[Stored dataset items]
BEGIN

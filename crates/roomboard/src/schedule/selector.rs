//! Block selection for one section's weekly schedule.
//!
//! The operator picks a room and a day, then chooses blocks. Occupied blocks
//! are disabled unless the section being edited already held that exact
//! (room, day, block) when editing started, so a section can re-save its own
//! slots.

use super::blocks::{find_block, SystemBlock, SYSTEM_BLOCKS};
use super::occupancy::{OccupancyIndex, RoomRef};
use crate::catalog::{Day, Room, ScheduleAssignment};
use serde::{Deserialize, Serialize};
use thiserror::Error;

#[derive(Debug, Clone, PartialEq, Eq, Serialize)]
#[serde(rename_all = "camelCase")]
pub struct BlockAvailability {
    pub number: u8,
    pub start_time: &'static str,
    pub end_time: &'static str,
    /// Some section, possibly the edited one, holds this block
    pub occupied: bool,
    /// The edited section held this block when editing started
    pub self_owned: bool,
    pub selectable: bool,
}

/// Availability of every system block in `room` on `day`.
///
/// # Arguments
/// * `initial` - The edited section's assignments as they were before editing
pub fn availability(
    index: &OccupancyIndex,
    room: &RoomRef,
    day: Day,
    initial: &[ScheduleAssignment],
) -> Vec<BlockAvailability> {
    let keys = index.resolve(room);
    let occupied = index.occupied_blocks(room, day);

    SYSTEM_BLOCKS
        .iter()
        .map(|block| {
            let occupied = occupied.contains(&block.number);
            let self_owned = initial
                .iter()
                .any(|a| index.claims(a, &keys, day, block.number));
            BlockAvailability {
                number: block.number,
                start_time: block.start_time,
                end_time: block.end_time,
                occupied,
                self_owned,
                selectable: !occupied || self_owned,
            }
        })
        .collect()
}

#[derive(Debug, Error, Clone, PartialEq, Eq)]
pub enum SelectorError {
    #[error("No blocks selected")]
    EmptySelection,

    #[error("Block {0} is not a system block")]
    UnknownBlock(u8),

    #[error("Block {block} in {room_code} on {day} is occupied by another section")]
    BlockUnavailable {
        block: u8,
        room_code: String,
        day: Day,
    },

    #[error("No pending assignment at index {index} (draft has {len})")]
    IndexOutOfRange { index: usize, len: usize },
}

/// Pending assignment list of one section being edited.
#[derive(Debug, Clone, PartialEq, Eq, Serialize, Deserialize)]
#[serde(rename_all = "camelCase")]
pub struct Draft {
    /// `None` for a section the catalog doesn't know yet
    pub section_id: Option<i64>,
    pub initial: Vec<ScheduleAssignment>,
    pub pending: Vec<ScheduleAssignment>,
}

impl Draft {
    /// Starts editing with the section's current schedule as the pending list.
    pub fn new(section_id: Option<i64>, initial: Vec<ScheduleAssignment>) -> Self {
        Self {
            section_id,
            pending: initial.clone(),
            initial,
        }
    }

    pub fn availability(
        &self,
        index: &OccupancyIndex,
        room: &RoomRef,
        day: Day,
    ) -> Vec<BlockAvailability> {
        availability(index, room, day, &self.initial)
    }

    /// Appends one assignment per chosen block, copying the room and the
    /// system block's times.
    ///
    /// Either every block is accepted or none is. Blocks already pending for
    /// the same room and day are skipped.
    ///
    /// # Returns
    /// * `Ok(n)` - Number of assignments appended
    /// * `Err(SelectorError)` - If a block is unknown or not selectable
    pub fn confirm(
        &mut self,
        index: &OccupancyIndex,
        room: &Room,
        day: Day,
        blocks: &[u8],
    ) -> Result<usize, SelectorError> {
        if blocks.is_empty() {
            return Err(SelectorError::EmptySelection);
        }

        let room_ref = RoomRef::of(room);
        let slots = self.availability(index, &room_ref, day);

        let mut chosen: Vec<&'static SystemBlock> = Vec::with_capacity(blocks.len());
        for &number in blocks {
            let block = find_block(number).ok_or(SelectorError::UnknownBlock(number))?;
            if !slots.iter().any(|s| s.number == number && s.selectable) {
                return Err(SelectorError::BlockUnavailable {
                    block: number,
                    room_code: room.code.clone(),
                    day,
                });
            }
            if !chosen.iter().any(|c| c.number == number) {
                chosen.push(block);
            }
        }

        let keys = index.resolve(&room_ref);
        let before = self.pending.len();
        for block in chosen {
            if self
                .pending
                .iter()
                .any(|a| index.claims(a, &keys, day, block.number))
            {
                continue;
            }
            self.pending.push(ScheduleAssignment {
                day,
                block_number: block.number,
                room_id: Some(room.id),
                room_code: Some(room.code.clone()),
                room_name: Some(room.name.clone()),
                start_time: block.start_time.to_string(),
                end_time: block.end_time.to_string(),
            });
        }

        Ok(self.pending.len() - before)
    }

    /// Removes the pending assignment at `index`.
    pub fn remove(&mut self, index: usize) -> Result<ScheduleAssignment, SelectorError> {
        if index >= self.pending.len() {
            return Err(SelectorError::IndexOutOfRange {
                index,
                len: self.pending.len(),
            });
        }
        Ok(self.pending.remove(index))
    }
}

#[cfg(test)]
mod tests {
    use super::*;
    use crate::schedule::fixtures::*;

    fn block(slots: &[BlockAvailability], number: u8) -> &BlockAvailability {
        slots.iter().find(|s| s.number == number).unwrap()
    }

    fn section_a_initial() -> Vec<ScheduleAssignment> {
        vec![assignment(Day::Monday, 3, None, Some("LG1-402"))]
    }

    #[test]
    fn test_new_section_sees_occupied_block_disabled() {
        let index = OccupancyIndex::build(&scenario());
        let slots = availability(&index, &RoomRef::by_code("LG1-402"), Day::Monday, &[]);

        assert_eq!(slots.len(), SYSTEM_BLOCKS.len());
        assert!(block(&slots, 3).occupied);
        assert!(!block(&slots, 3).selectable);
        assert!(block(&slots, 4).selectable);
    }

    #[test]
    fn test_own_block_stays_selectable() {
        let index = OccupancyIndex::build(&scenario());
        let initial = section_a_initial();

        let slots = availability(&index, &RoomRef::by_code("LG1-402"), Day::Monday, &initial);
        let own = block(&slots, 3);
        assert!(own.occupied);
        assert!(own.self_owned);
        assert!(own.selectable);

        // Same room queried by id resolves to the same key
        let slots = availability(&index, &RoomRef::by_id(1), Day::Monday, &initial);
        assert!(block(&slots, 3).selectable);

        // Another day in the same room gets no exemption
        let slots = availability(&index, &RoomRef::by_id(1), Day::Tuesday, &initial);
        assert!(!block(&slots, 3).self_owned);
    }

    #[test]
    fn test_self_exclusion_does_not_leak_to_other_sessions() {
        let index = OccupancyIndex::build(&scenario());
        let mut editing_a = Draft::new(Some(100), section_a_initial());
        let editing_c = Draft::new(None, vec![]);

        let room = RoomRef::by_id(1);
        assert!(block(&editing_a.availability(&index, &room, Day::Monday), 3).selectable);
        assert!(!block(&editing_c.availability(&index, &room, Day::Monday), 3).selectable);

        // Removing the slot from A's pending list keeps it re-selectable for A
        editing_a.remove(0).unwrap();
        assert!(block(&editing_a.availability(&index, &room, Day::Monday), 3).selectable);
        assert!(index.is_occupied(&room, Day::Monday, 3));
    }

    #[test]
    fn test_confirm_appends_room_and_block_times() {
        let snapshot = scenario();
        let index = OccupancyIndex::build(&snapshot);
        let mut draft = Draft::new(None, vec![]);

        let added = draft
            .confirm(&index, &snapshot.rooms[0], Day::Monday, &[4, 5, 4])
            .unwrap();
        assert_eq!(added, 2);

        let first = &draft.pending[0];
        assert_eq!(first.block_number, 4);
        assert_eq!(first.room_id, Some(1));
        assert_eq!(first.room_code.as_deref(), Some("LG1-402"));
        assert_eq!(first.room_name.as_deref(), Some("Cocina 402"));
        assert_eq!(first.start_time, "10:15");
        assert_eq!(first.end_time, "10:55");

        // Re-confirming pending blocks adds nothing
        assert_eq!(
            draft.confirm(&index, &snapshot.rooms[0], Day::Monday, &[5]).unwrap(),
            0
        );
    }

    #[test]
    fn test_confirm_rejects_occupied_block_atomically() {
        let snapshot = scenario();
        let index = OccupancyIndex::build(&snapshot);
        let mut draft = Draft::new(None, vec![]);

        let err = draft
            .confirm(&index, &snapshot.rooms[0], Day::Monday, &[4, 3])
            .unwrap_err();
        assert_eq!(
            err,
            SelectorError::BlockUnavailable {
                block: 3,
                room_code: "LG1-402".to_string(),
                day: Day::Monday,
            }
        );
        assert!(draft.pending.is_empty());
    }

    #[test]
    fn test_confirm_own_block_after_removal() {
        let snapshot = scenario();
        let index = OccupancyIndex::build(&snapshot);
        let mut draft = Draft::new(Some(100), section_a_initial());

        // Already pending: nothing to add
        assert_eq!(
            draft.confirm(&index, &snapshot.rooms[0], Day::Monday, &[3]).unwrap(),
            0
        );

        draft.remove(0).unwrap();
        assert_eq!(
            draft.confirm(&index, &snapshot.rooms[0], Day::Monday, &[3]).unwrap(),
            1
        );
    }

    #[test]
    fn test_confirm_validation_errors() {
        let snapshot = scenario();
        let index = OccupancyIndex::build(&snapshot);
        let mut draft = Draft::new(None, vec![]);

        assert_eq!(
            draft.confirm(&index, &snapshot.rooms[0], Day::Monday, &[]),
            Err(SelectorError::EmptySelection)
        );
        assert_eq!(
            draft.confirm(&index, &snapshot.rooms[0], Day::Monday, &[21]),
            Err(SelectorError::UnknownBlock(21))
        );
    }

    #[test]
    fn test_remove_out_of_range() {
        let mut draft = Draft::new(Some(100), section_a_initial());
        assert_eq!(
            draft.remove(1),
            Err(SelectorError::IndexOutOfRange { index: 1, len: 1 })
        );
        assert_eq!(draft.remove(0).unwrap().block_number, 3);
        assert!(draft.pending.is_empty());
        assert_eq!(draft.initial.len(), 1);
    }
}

END
BEGIN

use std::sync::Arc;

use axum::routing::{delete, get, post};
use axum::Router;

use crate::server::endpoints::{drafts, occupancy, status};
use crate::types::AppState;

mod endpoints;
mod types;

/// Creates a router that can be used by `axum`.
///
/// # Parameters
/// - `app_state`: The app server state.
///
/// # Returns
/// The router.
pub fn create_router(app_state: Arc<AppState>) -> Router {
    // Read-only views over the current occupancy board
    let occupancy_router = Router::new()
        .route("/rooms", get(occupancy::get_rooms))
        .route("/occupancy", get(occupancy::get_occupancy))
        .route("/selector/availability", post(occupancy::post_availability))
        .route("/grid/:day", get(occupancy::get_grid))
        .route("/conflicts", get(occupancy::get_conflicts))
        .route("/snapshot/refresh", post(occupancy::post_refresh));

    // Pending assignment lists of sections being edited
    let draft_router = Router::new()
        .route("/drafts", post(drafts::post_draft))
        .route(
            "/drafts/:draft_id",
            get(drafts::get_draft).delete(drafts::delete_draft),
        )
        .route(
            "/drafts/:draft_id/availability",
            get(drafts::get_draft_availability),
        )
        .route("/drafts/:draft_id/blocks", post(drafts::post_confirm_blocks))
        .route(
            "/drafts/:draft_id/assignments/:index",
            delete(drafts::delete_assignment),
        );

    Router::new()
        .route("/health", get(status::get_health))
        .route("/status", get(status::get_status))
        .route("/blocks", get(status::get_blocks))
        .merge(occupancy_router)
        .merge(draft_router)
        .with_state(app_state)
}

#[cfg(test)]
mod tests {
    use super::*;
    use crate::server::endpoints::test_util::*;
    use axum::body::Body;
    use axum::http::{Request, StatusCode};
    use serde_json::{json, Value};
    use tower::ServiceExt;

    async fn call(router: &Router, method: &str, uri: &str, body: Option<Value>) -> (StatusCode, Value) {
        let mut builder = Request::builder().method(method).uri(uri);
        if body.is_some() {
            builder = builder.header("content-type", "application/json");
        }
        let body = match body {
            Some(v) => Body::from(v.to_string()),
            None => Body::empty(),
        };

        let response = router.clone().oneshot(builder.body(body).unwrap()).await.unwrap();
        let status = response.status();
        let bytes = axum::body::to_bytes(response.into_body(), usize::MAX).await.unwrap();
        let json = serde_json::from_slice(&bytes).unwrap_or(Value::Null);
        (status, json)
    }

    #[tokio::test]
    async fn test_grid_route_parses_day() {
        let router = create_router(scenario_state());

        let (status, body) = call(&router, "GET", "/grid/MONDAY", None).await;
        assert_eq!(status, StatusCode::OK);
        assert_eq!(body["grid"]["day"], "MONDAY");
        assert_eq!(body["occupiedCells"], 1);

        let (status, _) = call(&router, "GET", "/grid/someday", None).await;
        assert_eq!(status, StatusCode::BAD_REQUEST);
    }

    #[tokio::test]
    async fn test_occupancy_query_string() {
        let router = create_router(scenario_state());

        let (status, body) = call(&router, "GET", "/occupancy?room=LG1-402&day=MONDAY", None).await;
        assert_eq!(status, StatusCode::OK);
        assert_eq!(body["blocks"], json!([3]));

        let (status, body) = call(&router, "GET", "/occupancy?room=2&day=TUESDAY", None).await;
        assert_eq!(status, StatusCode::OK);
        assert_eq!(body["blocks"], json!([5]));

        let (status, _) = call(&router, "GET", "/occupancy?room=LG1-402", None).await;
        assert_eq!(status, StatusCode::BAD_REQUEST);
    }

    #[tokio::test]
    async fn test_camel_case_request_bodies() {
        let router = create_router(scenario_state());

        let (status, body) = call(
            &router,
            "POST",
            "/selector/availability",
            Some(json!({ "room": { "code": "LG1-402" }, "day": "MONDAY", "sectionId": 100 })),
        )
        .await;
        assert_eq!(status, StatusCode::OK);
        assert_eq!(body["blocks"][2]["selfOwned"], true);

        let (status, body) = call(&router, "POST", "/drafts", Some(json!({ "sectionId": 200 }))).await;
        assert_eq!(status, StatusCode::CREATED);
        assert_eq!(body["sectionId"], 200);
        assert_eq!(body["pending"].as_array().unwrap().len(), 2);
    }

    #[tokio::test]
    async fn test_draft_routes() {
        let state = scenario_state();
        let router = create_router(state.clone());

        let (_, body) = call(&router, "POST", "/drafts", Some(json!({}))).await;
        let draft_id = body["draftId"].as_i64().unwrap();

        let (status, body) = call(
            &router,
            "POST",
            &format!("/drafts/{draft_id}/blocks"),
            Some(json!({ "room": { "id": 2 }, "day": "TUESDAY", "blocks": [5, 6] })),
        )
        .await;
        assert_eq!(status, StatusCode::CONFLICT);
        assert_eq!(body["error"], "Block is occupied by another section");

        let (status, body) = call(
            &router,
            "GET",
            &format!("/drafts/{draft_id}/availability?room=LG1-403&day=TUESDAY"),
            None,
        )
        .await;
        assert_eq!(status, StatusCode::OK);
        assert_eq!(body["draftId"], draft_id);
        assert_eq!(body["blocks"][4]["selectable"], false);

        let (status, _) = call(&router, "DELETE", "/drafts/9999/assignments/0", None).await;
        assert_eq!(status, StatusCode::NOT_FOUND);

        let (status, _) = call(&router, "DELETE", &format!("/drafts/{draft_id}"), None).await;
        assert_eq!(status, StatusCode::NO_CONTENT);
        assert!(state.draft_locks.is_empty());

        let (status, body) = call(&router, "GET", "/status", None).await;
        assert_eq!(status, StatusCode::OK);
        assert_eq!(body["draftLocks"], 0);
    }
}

END

> [Aim of the task]: Copy every line from the records above that contains the string "SystemBlock".

> [Response]:
use super::blocks::{find_block, SystemBlock, SYSTEM_BLOCKS};
        let mut chosen: Vec<&'static SystemBlock> = Vec::with_capacity(blocks.len());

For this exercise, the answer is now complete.